THE TASK: Which of the lines below include the word "uniqueness"? Pull each one out.

[Dataset entries]
┄┄┄┄┄┄┄┄┄┄┄┄┄┄┄┄┄┄┄┄

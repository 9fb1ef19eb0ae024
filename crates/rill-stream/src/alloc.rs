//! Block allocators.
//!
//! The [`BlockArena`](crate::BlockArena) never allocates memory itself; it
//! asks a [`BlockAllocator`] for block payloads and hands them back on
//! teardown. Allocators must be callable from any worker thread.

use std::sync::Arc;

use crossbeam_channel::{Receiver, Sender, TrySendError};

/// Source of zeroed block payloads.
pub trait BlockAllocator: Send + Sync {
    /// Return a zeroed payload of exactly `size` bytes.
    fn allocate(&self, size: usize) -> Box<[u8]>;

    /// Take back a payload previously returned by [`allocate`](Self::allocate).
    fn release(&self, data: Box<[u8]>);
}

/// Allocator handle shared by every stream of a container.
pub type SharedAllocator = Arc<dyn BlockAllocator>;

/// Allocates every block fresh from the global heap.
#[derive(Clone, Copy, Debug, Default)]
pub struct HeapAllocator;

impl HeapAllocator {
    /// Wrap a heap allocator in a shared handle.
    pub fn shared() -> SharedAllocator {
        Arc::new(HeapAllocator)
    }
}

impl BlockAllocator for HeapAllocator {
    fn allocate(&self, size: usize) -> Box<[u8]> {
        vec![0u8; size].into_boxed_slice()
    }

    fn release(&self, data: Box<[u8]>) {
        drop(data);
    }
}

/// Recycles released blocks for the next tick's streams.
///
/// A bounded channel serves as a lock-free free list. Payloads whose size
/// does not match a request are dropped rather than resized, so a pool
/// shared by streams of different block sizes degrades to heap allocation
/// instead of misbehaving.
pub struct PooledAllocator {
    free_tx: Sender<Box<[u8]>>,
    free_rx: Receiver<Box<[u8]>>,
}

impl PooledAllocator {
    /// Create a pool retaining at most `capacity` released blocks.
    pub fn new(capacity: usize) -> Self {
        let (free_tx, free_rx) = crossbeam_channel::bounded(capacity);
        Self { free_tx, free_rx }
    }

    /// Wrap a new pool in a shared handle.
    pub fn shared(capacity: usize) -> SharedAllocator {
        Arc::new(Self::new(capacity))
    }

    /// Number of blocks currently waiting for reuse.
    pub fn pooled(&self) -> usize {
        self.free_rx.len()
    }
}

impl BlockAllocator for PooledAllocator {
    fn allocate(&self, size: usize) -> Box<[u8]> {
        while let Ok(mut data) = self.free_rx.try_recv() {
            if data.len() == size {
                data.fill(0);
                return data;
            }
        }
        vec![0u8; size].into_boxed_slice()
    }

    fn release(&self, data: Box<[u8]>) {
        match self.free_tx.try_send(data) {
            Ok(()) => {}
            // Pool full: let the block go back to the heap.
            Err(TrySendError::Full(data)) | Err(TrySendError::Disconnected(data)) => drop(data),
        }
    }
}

┄┄┄┄┄┄┄┄┄┄┄┄┄┄┄┄┄┄┄┄

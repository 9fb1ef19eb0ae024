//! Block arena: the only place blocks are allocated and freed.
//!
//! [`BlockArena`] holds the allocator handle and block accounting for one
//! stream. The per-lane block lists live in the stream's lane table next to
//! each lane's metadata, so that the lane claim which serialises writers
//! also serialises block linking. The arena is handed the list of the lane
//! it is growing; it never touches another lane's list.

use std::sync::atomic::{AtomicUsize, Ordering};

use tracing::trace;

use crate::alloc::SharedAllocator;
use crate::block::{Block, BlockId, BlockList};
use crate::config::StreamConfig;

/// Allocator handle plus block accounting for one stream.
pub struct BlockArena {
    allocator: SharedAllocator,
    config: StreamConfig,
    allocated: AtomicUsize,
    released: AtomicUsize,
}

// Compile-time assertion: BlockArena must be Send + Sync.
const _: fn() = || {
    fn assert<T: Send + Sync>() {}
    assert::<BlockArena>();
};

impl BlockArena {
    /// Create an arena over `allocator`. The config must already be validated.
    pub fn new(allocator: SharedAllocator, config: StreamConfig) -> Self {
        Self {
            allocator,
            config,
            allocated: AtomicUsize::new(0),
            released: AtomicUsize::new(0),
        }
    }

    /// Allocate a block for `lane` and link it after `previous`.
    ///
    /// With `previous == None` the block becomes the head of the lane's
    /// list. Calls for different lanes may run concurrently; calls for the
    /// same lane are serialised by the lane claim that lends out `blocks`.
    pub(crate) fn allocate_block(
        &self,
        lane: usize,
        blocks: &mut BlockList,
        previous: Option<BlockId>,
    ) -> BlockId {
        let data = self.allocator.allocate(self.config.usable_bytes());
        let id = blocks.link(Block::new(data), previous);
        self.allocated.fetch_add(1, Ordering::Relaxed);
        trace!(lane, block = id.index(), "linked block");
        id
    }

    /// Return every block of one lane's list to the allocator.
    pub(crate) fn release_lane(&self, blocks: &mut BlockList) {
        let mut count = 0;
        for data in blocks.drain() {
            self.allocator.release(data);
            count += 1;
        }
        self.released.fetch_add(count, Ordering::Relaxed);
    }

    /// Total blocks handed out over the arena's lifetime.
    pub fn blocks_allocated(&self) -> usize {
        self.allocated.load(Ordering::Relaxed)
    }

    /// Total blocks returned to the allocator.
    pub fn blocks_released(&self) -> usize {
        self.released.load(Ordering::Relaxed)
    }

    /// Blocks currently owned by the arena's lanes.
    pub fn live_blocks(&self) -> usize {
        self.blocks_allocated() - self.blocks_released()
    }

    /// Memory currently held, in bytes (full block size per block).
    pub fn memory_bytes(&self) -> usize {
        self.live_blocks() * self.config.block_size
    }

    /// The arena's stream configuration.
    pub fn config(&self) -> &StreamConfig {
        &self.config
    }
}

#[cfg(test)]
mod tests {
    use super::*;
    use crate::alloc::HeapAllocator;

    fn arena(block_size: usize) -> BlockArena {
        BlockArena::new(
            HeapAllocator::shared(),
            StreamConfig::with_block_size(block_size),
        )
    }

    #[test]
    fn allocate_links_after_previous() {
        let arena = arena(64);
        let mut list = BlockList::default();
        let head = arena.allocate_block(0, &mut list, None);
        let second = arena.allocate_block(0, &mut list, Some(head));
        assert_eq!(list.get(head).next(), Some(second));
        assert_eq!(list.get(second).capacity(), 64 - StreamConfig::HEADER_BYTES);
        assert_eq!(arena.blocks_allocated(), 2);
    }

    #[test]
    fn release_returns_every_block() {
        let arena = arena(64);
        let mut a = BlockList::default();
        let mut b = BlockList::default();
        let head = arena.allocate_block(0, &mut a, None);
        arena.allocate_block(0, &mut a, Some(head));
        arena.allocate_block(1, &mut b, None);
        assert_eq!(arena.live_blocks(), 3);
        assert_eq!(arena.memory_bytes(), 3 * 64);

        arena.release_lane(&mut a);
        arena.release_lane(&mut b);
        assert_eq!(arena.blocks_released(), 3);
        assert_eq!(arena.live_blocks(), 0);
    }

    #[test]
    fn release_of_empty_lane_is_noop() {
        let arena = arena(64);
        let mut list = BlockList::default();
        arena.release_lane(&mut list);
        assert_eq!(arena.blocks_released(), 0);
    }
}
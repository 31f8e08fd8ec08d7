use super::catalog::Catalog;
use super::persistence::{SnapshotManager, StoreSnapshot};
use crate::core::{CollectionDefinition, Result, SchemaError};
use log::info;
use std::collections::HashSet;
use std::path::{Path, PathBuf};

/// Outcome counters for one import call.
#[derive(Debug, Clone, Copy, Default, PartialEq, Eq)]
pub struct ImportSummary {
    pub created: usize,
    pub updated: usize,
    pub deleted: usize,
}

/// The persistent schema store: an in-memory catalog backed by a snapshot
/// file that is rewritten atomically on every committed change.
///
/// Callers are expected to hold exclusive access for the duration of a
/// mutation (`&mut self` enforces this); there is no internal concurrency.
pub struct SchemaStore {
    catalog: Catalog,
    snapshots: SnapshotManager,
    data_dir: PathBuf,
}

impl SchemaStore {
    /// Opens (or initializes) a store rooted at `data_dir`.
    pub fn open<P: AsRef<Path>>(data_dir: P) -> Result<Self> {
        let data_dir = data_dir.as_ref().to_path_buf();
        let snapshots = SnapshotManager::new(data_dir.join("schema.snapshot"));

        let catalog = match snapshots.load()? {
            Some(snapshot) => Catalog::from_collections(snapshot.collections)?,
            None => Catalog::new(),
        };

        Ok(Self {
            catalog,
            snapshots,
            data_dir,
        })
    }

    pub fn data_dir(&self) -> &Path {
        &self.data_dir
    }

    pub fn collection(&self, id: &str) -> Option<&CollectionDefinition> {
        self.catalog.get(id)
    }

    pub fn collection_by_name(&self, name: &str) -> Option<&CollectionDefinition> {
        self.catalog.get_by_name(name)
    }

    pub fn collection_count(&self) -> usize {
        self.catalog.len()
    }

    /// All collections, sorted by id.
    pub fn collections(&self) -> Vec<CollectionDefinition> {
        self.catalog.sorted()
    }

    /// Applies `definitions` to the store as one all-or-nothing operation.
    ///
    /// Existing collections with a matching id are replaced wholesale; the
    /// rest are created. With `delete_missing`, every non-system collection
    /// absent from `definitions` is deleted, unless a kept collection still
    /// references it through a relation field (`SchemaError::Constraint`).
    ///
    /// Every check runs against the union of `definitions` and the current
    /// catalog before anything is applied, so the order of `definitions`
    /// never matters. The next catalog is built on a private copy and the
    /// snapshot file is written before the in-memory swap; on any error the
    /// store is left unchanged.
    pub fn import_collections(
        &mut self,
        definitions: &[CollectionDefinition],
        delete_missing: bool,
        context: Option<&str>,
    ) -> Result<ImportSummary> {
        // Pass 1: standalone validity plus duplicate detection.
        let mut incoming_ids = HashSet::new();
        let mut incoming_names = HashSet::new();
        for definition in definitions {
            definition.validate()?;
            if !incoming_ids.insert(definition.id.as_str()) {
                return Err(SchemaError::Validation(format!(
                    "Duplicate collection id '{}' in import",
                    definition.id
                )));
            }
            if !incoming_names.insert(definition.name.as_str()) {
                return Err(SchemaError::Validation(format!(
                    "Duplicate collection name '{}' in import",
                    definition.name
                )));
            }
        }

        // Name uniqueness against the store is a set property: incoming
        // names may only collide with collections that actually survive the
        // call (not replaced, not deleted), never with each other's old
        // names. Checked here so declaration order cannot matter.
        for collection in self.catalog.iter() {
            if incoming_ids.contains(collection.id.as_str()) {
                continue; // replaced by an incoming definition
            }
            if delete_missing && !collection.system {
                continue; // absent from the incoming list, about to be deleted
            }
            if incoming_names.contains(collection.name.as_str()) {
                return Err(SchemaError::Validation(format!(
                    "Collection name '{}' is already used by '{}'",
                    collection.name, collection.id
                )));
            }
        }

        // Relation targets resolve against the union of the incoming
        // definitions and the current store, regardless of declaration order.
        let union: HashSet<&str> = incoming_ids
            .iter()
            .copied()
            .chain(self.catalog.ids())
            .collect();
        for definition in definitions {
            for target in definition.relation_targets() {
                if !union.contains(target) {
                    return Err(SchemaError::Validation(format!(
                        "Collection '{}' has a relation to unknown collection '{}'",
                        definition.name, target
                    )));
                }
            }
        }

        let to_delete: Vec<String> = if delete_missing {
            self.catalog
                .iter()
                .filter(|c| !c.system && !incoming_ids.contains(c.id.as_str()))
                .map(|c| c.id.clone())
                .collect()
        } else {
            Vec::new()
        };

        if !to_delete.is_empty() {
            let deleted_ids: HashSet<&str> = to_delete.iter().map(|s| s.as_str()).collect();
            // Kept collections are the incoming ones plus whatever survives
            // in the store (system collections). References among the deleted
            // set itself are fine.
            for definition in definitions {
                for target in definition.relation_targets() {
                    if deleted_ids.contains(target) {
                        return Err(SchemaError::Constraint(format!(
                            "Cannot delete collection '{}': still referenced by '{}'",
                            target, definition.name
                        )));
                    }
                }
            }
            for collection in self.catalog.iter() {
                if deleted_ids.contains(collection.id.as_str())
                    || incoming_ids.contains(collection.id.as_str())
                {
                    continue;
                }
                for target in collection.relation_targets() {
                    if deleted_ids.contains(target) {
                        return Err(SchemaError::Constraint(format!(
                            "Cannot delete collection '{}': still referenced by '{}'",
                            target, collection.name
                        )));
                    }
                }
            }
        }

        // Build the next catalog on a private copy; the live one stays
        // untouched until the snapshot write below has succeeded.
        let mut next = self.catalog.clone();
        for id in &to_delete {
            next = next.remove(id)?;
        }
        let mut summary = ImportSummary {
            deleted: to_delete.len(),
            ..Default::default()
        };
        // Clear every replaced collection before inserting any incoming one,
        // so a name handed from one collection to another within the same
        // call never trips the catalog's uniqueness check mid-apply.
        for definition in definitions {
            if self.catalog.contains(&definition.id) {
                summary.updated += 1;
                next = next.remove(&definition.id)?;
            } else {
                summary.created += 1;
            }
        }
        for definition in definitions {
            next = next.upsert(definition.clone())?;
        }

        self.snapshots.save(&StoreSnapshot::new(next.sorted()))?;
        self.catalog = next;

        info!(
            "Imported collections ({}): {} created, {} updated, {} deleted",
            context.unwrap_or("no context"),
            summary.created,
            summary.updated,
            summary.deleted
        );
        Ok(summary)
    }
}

┄┄┄┄┄┄┄┄┄┄┄┄┄┄┄┄┄┄┄┄

OUTPUT FOR THIS TASK:
        // Name uniqueness against the store is a set property: incoming
        // call never trips the catalog's uniqueness check mid-apply.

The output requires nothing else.